Re: Paul Duguid article: "Limits of self-organization: Peer production and quality"
- From: Bowerbird@[redacted]
- Subject: Re: Paul Duguid article: "Limits of self-organization: Peer production and quality"
- Date: Wed, 29 Nov 2006 15:21:56 EST
john said:
> Paul Duguid has an interesting article in last month's First Monday,
> looking at quality control issues in peer production systems.
> The specific examples he looked at were Gracenote's CDDB,
> Wikipedia, and Project Gutenberg.
yes, it's a well-done article.
> The article makes the point well that peer production
> in itself does not guarantee either high quality or even
> progressively increasing quality, for various reasons.
duguid makes the point "well" because those "various reasons"
are very convincing ones, which is an important thing to state...
> The article talks about the problem of granularity with respect
> to Distributed Proofreaders, where proofing is done page by page,
> and says that doesn't work particularly well for editorial decisions
> that need to be applied uniformly across a book.

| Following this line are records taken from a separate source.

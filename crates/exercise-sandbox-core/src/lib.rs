//! Exercise Sandbox Core
//!
//! Execution core for grading programming exercise submissions.
//!
//! This crate resolves submitted types by name, selects constructor and
//! method overloads against runtime argument types, executes the resolved
//! submission code behind a fault boundary, and supervises each test with a
//! wall-clock timeout. Every failure surfaces as exactly one category of a
//! closed taxonomy, attributed to the submission or to the infrastructure.
//!
//! # Core Modules
//!
//! - [`scope`]: per-submission isolated name-to-type resolution
//! - [`overload`]: arity filter plus compatibility-scored overload selection
//! - [`failure`]: the closed failure taxonomy and panic/fault translation
//! - [`context`]: object creation and virtual method dispatch
//! - [`guard`]: per-test wall-clock budget with cooperative cancellation
//! - [`harness`]: the base surface instructor-authored tests run against
//! - [`report`]: aggregation and JSON persistence of test outcomes
//!
//! # Example
//!
//! ```ignore
//! use exercise_sandbox_core::{ExecutionContext, SubmissionBuilder, TestHarness};
//!
//! let scope = SubmissionBuilder::new()
//!     .register(counter_typedef())
//!     .build()?;
//! let harness = TestHarness::new(ExecutionContext::new(scope));
//! let outcome = harness.run_test("testStartsAtZero", |h, _| {
//!     let counter = h.create_object("Counter", &[])?;
//!     h.execute_method(&counter, "value", &[])
//! });
//! ```

pub mod context;
pub mod failure;
pub mod guard;
pub mod harness;
pub mod overload;
pub mod report;
pub mod scope;

pub use context::ExecutionContext;
pub use failure::Failure;
pub use guard::{CancelToken, GuardProbe, GuardState, TimeoutGuard, DEFAULT_BUDGET_MS};
pub use harness::TestHarness;
pub use overload::ResolutionReason;
pub use report::RunReport;
pub use scope::{ResolutionScope, SubmissionBuilder};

that's a good summation of that particular point, yes.
> He seems to have missed that DP also includes rounds where
> one person reviews the entire text for issues like formatting.
> (At least I think people look at the entire book in the formatting
> rounds; I'm having a hard time finding that said explicitly.)
you won't find that said explicitly, especially in regard to "rounds",
as the person who "looks at the entire book" is the "post-processor",
a job which is done _after_ the book is all finished with the rounds...
it's one of the "non-distributed" tasks at d.p., so it fits duguid's point
that such non-distributed, non-granular treatment is necessary too.
("content-providing" is the other main d.p. "non-distributed" task...)
in the "formatting rounds", it's still a page-at-a-time process, though
it's highly likely that on some books (and perhaps even many of them)
one person might indeed format a large number of consecutive pages,
occasionally even a whole book. but its design is still page-at-a-time.
after (one or) two "formatting rounds", in steps the "post-processor",
whose job it is to resolve any "book-wide" inconsistencies that remain.
it is because of this that many people over at distributed proofreaders
categorically rejected what duguid had to say, even though if you look
at what he has to say from an unbiased viewpoint, you'll see it is sound.
the detailed example he used -- "tristram shandy" -- is a book where
the digitizer(s) needed to know the _content_ of the book in order t
make the _editorial_ decisions that bore upon the task of digitization.
but even a "look-at-the-whole-book" mode won't help in that regard;
that is, the post-processor is _not_ expected to _read_ the book in full.
that falls to the (optional and rarely exercised) task of "smoothreader".
my model of "continuous proofreading" puts the _final_burden_ on
readers from the general public, and i think this is a better approach.
some errors can only be caught by a person who's reading for content;
so we need to make that an _explicit_ part of our bargain with the users.
but that's generally considered "outside the realm" of most d.p. work.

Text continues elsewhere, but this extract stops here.